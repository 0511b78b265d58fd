// Interning pool for callback consumers.
//
// Row callbacks often see the same byte strings over and over (enum-like
// columns, repeated keys). The pool deduplicates them into an append-only
// arena: open-addressed table, FNV-1a hash, linear probing, power-of-two
// bucket count, resize at 3/4 load. Interned bytes go into fixed-size
// chunks that never move, so resolved slices stay valid for the pool's
// lifetime. Not on the parse hot path.

const FNV_OFFSET: u64 = 0xcbf2_9ce4_8422_2325;
const FNV_PRIME: u64 = 0x0000_0100_0000_01b3;
const CHUNK_SIZE: usize = 64 * 1024;
const MIN_BUCKETS: usize = 16;
const EMPTY: u32 = u32::MAX;

#[inline]
fn fnv1a(bytes: &[u8]) -> u64 {
    let mut hash = FNV_OFFSET;
    for &b in bytes {
        hash ^= b as u64;
        hash = hash.wrapping_mul(FNV_PRIME);
    }
    hash
}

/// Stable handle for an interned byte string. Equal inputs intern to the
/// same `Sym` within one pool.
#[derive(Debug, Clone, Copy, PartialEq, Eq, Hash)]
pub struct Sym(u32);

#[derive(Debug, Clone, Copy)]
struct Entry {
    hash: u64,
    chunk: u32,
    offset: u32,
    len: u32,
}

pub struct StringPool {
    /// Entry index per bucket, `EMPTY` when vacant.
    buckets: Vec<u32>,
    entries: Vec<Entry>,
    chunks: Vec<Vec<u8>>,
}

impl Default for StringPool {
    fn default() -> Self {
        Self::new()
    }
}

impl StringPool {
    pub fn new() -> Self {
        Self::with_bucket_capacity(MIN_BUCKETS)
    }

    pub fn with_bucket_capacity(buckets: usize) -> Self {
        let size = buckets.next_power_of_two().max(MIN_BUCKETS);
        StringPool { buckets: vec![EMPTY; size], entries: Vec::new(), chunks: Vec::new() }
    }

    /// Intern `bytes`, returning the existing handle when an equal string
    /// was interned before.
    pub fn intern(&mut self, bytes: &[u8]) -> Sym {
        let hash = fnv1a(bytes);
        let mask = self.buckets.len() - 1;
        let mut i = (hash as usize) & mask;
        loop {
            let slot = self.buckets[i];
            if slot == EMPTY {
                break;
            }
            let entry = self.entries[slot as usize];
            if entry.hash == hash && self.entry_bytes(&entry) == bytes {
                return Sym(slot);
            }
            i = (i + 1) & mask;
        }

        let sym = self.push_entry(hash, bytes);
        self.buckets[i] = sym.0;
        if self.entries.len() * 4 >= self.buckets.len() * 3 {
            self.grow();
        }
        sym
    }

    /// The interned bytes behind a handle. Stable for the pool's lifetime.
    pub fn resolve(&self, sym: Sym) -> &[u8] {
        self.entry_bytes(&self.entries[sym.0 as usize])
    }

    pub fn len(&self) -> usize {
        self.entries.len()
    }

    pub fn is_empty(&self) -> bool {
        self.entries.is_empty()
    }

    /// Total interned bytes held by the arena chunks.
    pub fn arena_bytes(&self) -> usize {
        self.chunks.iter().map(|c| c.len()).sum()
    }

    fn push_entry(&mut self, hash: u64, bytes: &[u8]) -> Sym {
        let fits_last = self
            .chunks
            .last()
            .map(|c| c.capacity() - c.len() >= bytes.len())
            .unwrap_or(false);
        if !fits_last {
            self.chunks.push(Vec::with_capacity(CHUNK_SIZE.max(bytes.len())));
        }
        let chunk = self.chunks.len() - 1;
        let offset = self.chunks[chunk].len();
        self.chunks[chunk].extend_from_slice(bytes);
        self.entries.push(Entry {
            hash,
            chunk: chunk as u32,
            offset: offset as u32,
            len: bytes.len() as u32,
        });
        Sym((self.entries.len() - 1) as u32)
    }

    fn grow(&mut self) {
        let size = self.buckets.len() * 2;
        let mask = size - 1;
        let mut buckets = vec![EMPTY; size];
        for (index, entry) in self.entries.iter().enumerate() {
            let mut i = (entry.hash as usize) & mask;
            while buckets[i] != EMPTY {
                i = (i + 1) & mask;
            }
            buckets[i] = index as u32;
        }
        self.buckets = buckets;
    }

    fn entry_bytes(&self, entry: &Entry) -> &[u8] {
        let chunk = &self.chunks[entry.chunk as usize];
        &chunk[entry.offset as usize..(entry.offset + entry.len) as usize]
    }
}

impl std::fmt::Debug for StringPool {
    fn fmt(&self, f: &mut std::fmt::Formatter<'_>) -> std::fmt::Result {
        f.debug_struct("StringPool")
            .field("entries", &self.entries.len())
            .field("buckets", &self.buckets.len())
            .field("arena_bytes", &self.arena_bytes())
            .finish()
    }
}

#[cfg(test)]
mod tests {
    use super::*;

    #[test]
    fn test_equal_inputs_share_a_handle() {
        let mut pool = StringPool::new();
        let a = pool.intern(b"hello");
        let b = pool.intern(b"world");
        let c = pool.intern(b"hello");
        assert_eq!(a, c);
        assert_ne!(a, b);
        assert_eq!(pool.resolve(a), b"hello");
        assert_eq!(pool.resolve(b), b"world");
        assert_eq!(pool.len(), 2);
    }

    #[test]
    fn test_empty_string_interns() {
        let mut pool = StringPool::new();
        let a = pool.intern(b"");
        let b = pool.intern(b"");
        assert_eq!(a, b);
        assert_eq!(pool.resolve(a), b"");
    }

    #[test]
    fn test_growth_preserves_handles() {
        let mut pool = StringPool::new();
        let mut syms = Vec::new();
        for i in 0..1000u32 {
            syms.push(pool.intern(format!("value-{i}").as_bytes()));
        }
        // Far past the initial 16 buckets: several resizes happened.
        for (i, &sym) in syms.iter().enumerate() {
            assert_eq!(pool.resolve(sym), format!("value-{i}").as_bytes());
            assert_eq!(pool.intern(format!("value-{i}").as_bytes()), sym);
        }
        assert_eq!(pool.len(), 1000);
    }

    #[test]
    fn test_oversized_value_gets_its_own_chunk() {
        let mut pool = StringPool::new();
        let big = vec![b'x'; CHUNK_SIZE + 100];
        let sym = pool.intern(&big);
        assert_eq!(pool.resolve(sym), big.as_slice());
        let small = pool.intern(b"tiny");
        assert_eq!(pool.resolve(small), b"tiny");
        assert_eq!(pool.arena_bytes(), big.len() + 4);
    }

    #[test]
    fn test_colliding_probe_chain() {
        // Force dense occupancy at the minimum bucket count; linear
        // probing must still find each string.
        let mut pool = StringPool::with_bucket_capacity(MIN_BUCKETS);
        let words: Vec<String> = (0..12).map(|i| format!("w{i}")).collect();
        let syms: Vec<Sym> = words.iter().map(|w| pool.intern(w.as_bytes())).collect();
        for (w, &s) in words.iter().zip(&syms) {
            assert_eq!(pool.resolve(s), w.as_bytes());
        }
    }
}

○ ○ ○ ○ ○ ○ ○

What the exercise asks >>
The whole of the data must be given back word for word.

Answer to this problem >>
repository 0511b78b265d58fd
// Interning pool for callback consumers.
//
// Row callbacks often see the same byte strings over and over (enum-like
// columns, repeated keys). The pool deduplicates them into an append-only
// arena: open-addressed table, FNV-1a hash, linear probing, power-of-two
// bucket count, resize at 3/4 load. Interned bytes go into fixed-size
// chunks that never move, so resolved slices stay valid for the pool's
// lifetime. Not on the parse hot path.

const FNV_OFFSET: u64 = 0xcbf2_9ce4_8422_2325;
const FNV_PRIME: u64 = 0x0000_0100_0000_01b3;
const CHUNK_SIZE: usize = 64 * 1024;
const MIN_BUCKETS: usize = 16;
const EMPTY: u32 = u32::MAX;

#[inline]
fn fnv1a(bytes: &[u8]) -> u64 {
    let mut hash = FNV_OFFSET;
    for &b in bytes {
        hash ^= b as u64;
        hash = hash.wrapping_mul(FNV_PRIME);
    }
    hash
}

/// Stable handle for an interned byte string. Equal inputs intern to the
/// same `Sym` within one pool.
#[derive(Debug, Clone, Copy, PartialEq, Eq, Hash)]
pub struct Sym(u32);

#[derive(Debug, Clone, Copy)]
struct Entry {
    hash: u64,
    chunk: u32,
    offset: u32,
    len: u32,
}

pub struct StringPool {
    /// Entry index per bucket, `EMPTY` when vacant.
    buckets: Vec<u32>,
    entries: Vec<Entry>,
    chunks: Vec<Vec<u8>>,
}

impl Default for StringPool {
    fn default() -> Self {
        Self::new()
    }
}

impl StringPool {
    pub fn new() -> Self {
        Self::with_bucket_capacity(MIN_BUCKETS)
    }

    pub fn with_bucket_capacity(buckets: usize) -> Self {
        let size = buckets.next_power_of_two().max(MIN_BUCKETS);
        StringPool { buckets: vec![EMPTY; size], entries: Vec::new(), chunks: Vec::new() }
    }

    /// Intern `bytes`, returning the existing handle when an equal string
    /// was interned before.
    pub fn intern(&mut self, bytes: &[u8]) -> Sym {
        let hash = fnv1a(bytes);
        let mask = self.buckets.len() - 1;
        let mut i = (hash as usize) & mask;
        loop {
            let slot = self.buckets[i];
            if slot == EMPTY {
                break;
            }
            let entry = self.entries[slot as usize];
            if entry.hash == hash && self.entry_bytes(&entry) == bytes {
                return Sym(slot);
            }
            i = (i + 1) & mask;
        }

        let sym = self.push_entry(hash, bytes);
        self.buckets[i] = sym.0;
        if self.entries.len() * 4 >= self.buckets.len() * 3 {
            self.grow();
        }
        sym
    }

    /// The interned bytes behind a handle. Stable for the pool's lifetime.
    pub fn resolve(&self, sym: Sym) -> &[u8] {
        self.entry_bytes(&self.entries[sym.0 as usize])
    }

    pub fn len(&self) -> usize {
        self.entries.len()
    }

    pub fn is_empty(&self) -> bool {
        self.entries.is_empty()
    }

    /// Total interned bytes held by the arena chunks.
    pub fn arena_bytes(&self) -> usize {
        self.chunks.iter().map(|c| c.len()).sum()
    }

    fn push_entry(&mut self, hash: u64, bytes: &[u8]) -> Sym {
        let fits_last = self
            .chunks
            .last()
            .map(|c| c.capacity() - c.len() >= bytes.len())
            .unwrap_or(false);
        if !fits_last {
            self.chunks.push(Vec::with_capacity(CHUNK_SIZE.max(bytes.len())));
        }
        let chunk = self.chunks.len() - 1;
        let offset = self.chunks[chunk].len();
        self.chunks[chunk].extend_from_slice(bytes);
        self.entries.push(Entry {
            hash,
            chunk: chunk as u32,
            offset: offset as u32,
            len: bytes.len() as u32,
        });
        Sym((self.entries.len() - 1) as u32)
    }

    fn grow(&mut self) {
        let size = self.buckets.len() * 2;
        let mask = size - 1;
        let mut buckets = vec![EMPTY; size];
        for (index, entry) in self.entries.iter().enumerate() {
            let mut i = (entry.hash as usize) & mask;
            while buckets[i] != EMPTY {
                i = (i + 1) & mask;
            }
            buckets[i] = index as u32;
        }
        self.buckets = buckets;
    }

    fn entry_bytes(&self, entry: &Entry) -> &[u8] {
        let chunk = &self.chunks[entry.chunk as usize];
        &chunk[entry.offset as usize..(entry.offset + entry.len) as usize]
    }
}

impl std::fmt::Debug for StringPool {
    fn fmt(&self, f: &mut std::fmt::Formatter<'_>) -> std::fmt::Result {
        f.debug_struct("StringPool")
            .field("entries", &self.entries.len())
            .field("buckets", &self.buckets.len())
            .field("arena_bytes", &self.arena_bytes())
            .finish()
    }
}

#[cfg(test)]
mod tests {
    use super::*;

    #[test]
    fn test_equal_inputs_share_a_handle() {
        let mut pool = StringPool::new();
        let a = pool.intern(b"hello");
        let b = pool.intern(b"world");
        let c = pool.intern(b"hello");
        assert_eq!(a, c);
        assert_ne!(a, b);
        assert_eq!(pool.resolve(a), b"hello");
        assert_eq!(pool.resolve(b), b"world");
        assert_eq!(pool.len(), 2);
    }

    #[test]
    fn test_empty_string_interns() {
        let mut pool = StringPool::new();
        let a = pool.intern(b"");
        let b = pool.intern(b"");
        assert_eq!(a, b);
        assert_eq!(pool.resolve(a), b"");
    }

    #[test]
    fn test_growth_preserves_handles() {
        let mut pool = StringPool::new();
        let mut syms = Vec::new();
        for i in 0..1000u32 {
            syms.push(pool.intern(format!("value-{i}").as_bytes()));
        }
        // Far past the initial 16 buckets: several resizes happened.
        for (i, &sym) in syms.iter().enumerate() {
            assert_eq!(pool.resolve(sym), format!("value-{i}").as_bytes());
            assert_eq!(pool.intern(format!("value-{i}").as_bytes()), sym);
        }
        assert_eq!(pool.len(), 1000);
    }

    #[test]
    fn test_oversized_value_gets_its_own_chunk() {
        let mut pool = StringPool::new();
        let big = vec![b'x'; CHUNK_SIZE + 100];
        let sym = pool.intern(&big);
        assert_eq!(pool.resolve(sym), big.as_slice());
        let small = pool.intern(b"tiny");
        assert_eq!(pool.resolve(small), b"tiny");
        assert_eq!(pool.arena_bytes(), big.len() + 4);
    }

    #[test]
    fn test_colliding_probe_chain() {
        // Force dense occupancy at the minimum bucket count; linear
        // probing must still find each string.
        let mut pool = StringPool::with_bucket_capacity(MIN_BUCKETS);
        let words: Vec<String> = (0..12).map(|i| format!("w{i}")).collect();
        let syms: Vec<Sym> = words.iter().map(|w| pool.intern(w.as_bytes())).collect();
        for (w, &s) in words.iter().zip(&syms) {
            assert_eq!(pool.resolve(s), w.as_bytes());
        }
    }
}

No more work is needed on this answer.